_Data for this task:_
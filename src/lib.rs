//! # VayuGrid
//!
//! 3D occupancy mapping for moving aerial platforms.
//!
//! ## Overview
//!
//! VayuGrid turns per-frame range data plus the platform pose into a
//! probabilistic voxel volume that obstacle-avoidance code can read while new
//! frames are still being fused:
//!
//! - **Geometry transform**: sensor samples → world points
//! - **Fusion**: log-odds hits at endpoints, misses along each ray
//! - **Snapshots**: immutable, versioned views published without blocking
//!   the writer or the readers
//!
//! ## Quick Start
//!
//! ```rust,ignore
//! use vayu_grid::{Coordinator, Frame, MapConfig, Point3, Quaternion};
//!
//! let coordinator = Coordinator::new(MapConfig::default())?;
//!
//! let frame = Frame::from_points(timestamp_ns, &sensor_points);
//! let report = coordinator.process_frame(&frame, orientation, position)?;
//!
//! if let Some(snapshot) = coordinator.latest_snapshot() {
//!     let blocked = snapshot.is_occupied(snapshot.layout().world_to_voxel(target));
//! }
//! ```
//!
//! ## Coordinate System
//!
//! - Poses and the grid share one world frame chosen by the caller
//! - Orientation is a Hamilton quaternion rotating body → world
//! - Voxel (0, 0, 0) has its minimum corner at the grid origin

#![warn(missing_docs)]

// Core types
pub mod core;

// Error types
pub mod error;

// Sensor → world transform
pub mod geometry;

// Voxel volume, fusion and snapshots
pub mod grid;

// Snapshot publication and consumer storage
pub mod storage;

// Frame entry point and background worker
pub mod coordinator;

// TOML configuration
pub mod config;

// Re-export commonly used types
pub use crate::core::{ChunkKey, Frame, Point3, Pose, Quaternion, RangeSample, VoxelCoord};

pub use error::{ConfigError, FrameError, Result};

pub use geometry::{PointClass, TransformedFrame, WorldPoint, transform_frame};

pub use grid::{
    FusionEngine, FusionStats, GridConfig, GridLayout, LogOddsConfig, MapConfig, SensorConfig,
    Voxel, VoxelCounts, VoxelSnapshot, VoxelState,
};

pub use storage::{ChunkStore, SnapshotBuffer, StorageCore};

pub use coordinator::{
    Coordinator, CoordinatorState, FrameReport, FrameWorker, SubmitOutcome, UpdateThrottle,
    WorkerStats, shared_instance,
};

pub use config::VayuConfig;
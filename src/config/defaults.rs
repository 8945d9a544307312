//! Default values for serde deserialization.

/// Change sets kept by a `ChunkStore`.
pub const HISTORY_LEN: usize = 32;

/// Upper bound on the adaptive storage-update interval.
pub const MAX_DROP_TRIGGER: u32 = 5;

/// Default configuration file, relative to the working directory.
pub const CONFIG_PATH: &str = "configs/vayu.toml";

pub fn voxel_size() -> f32 {
    0.1
}

pub fn dimensions() -> [u32; 3] {
    [100, 100, 100]
}

pub fn origin() -> [f32; 3] {
    [0.0, 0.0, 0.0]
}

pub fn range_min() -> f32 {
    0.0
}

pub fn range_max() -> f32 {
    20.0
}

pub fn mount_offset() -> [f32; 3] {
    [0.0, 0.0, 0.0]
}

pub fn history_len() -> usize {
    HISTORY_LEN
}

pub fn max_drop_trigger() -> u32 {
    MAX_DROP_TRIGGER
}

pub fn worker_name() -> String {
    "vayu-fusion".to_string()
}
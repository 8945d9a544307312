//! Snapshot publication and consumer storage.
//!
//! - [`SnapshotBuffer`]: the single slot the coordinator publishes into
//! - [`StorageCore`]: what `update_storage` hands snapshots to
//! - [`ChunkStore`]: a `StorageCore` tracking changed chunks per update

pub mod buffer;
pub mod core;
pub mod history;

pub use buffer::SnapshotBuffer;
pub use self::core::{ChunkStore, StorageCore};
pub use history::{HistoryLookup, TransactionHistory};
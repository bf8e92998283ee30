//! Built-in command set used by the `termbus` binary
//!
//! Commands talk back through the bus: `clear` emits a clear request and
//! `wait` reports progress with a cast before answering.

use anyhow::{anyhow, Context};
use async_trait::async_trait;
use std::time::Duration;
use termbus_console::CommandRunner;
use termbus_core::EventBus;

const HELP: &str = "\
Commands:
  help          show this help
  echo <text>   print <text>
  wait <ms>     sleep for <ms> milliseconds, reporting progress
  version       show the termbus version
  clear         clear the output
  exit | quit   leave";

/// Longest accepted `wait`
const MAX_WAIT_MS: u64 = 60_000;

pub struct BuiltinRunner {
    bus: EventBus,
}

impl BuiltinRunner {
    pub fn new(bus: EventBus) -> Self {
        Self { bus }
    }
}

#[async_trait]
impl CommandRunner for BuiltinRunner {
    async fn run(&self, input: &str) -> anyhow::Result<Option<String>> {
        let input = input.trim();
        let (name, args) = input
            .split_once(char::is_whitespace)
            .map_or((input, ""), |(name, args)| (name, args.trim()));

        match name {
            "help" => Ok(Some(HELP.to_string())),
            "echo" => Ok(Some(args.to_string())),
            "version" => Ok(Some(format!("termbus {}", crate::VERSION))),
            "clear" => {
                self.bus.emit_clear();
                Ok(None)
            }
            "wait" => {
                let ms: u64 = args
                    .parse()
                    .with_context(|| format!("invalid duration `{}`", args))?;
                if ms > MAX_WAIT_MS {
                    return Err(anyhow!("wait is limited to {} ms", MAX_WAIT_MS));
                }
                self.bus.emit_cast(format!("Waiting {} ms", ms));
                tokio::time::sleep(Duration::from_millis(ms)).await;
                Ok(Some(format!("waited {} ms", ms)))
            }
            other => Err(anyhow!("unknown command: {}", other)),
        }
    }
}
//! Error types for the settings crate.
//!
//! Structured errors for loading, saving and validating configuration files.

use std::io;
use thiserror::Error;

/// Errors that can occur during settings operations.
#[derive(Error, Debug)]
pub enum SettingsError {
    /// A configuration value is invalid.
    #[error("Invalid setting '{key}': {reason}")]
    InvalidSetting { key: String, reason: String },

    /// The configuration directory could not be found or created.
    #[error("Config directory error: {0}")]
    ConfigDirectory(String),

    /// I/O error during file operations.
    #[error("I/O error: {0}")]
    IoError(#[from] io::Error),

    /// JSON serialization/deserialization error.
    #[error("JSON error: {0}")]
    JsonError(#[from] serde_json::Error),

    /// TOML deserialization error.
    #[error("TOML error: {0}")]
    TomlError(#[from] toml::de::Error),

    /// TOML serialization error.
    #[error("TOML serialization error: {0}")]
    TomlSerializeError(#[from] toml::ser::Error),

    /// A configuration format error occurred.
    #[error("Config error: {0}")]
    Config(#[from] ConfigError),
}

impl SettingsError {
    /// Shorthand for [`SettingsError::InvalidSetting`]
    pub fn invalid(key: impl Into<String>, reason: impl Into<String>) -> Self {
        SettingsError::InvalidSetting {
            key: key.into(),
            reason: reason.into(),
        }
    }
}

/// Errors related to configuration files.
#[derive(Error, Debug)]
pub enum ConfigError {
    /// The configuration file format is not supported.
    #[error("Unsupported config format: {0}")]
    UnsupportedFormat(String),

    /// Platform is not supported for config directory resolution.
    #[error("Unsupported platform: {0}")]
    UnsupportedPlatform(String),
}

/// Result type alias for settings operations.
pub type SettingsResult<T> = Result<T, SettingsError>;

_Action item:_
All lines of the records above with the word "during" in them are to be copied.

_Answer:_
/// Errors that can occur during settings operations.
    /// I/O error during file operations.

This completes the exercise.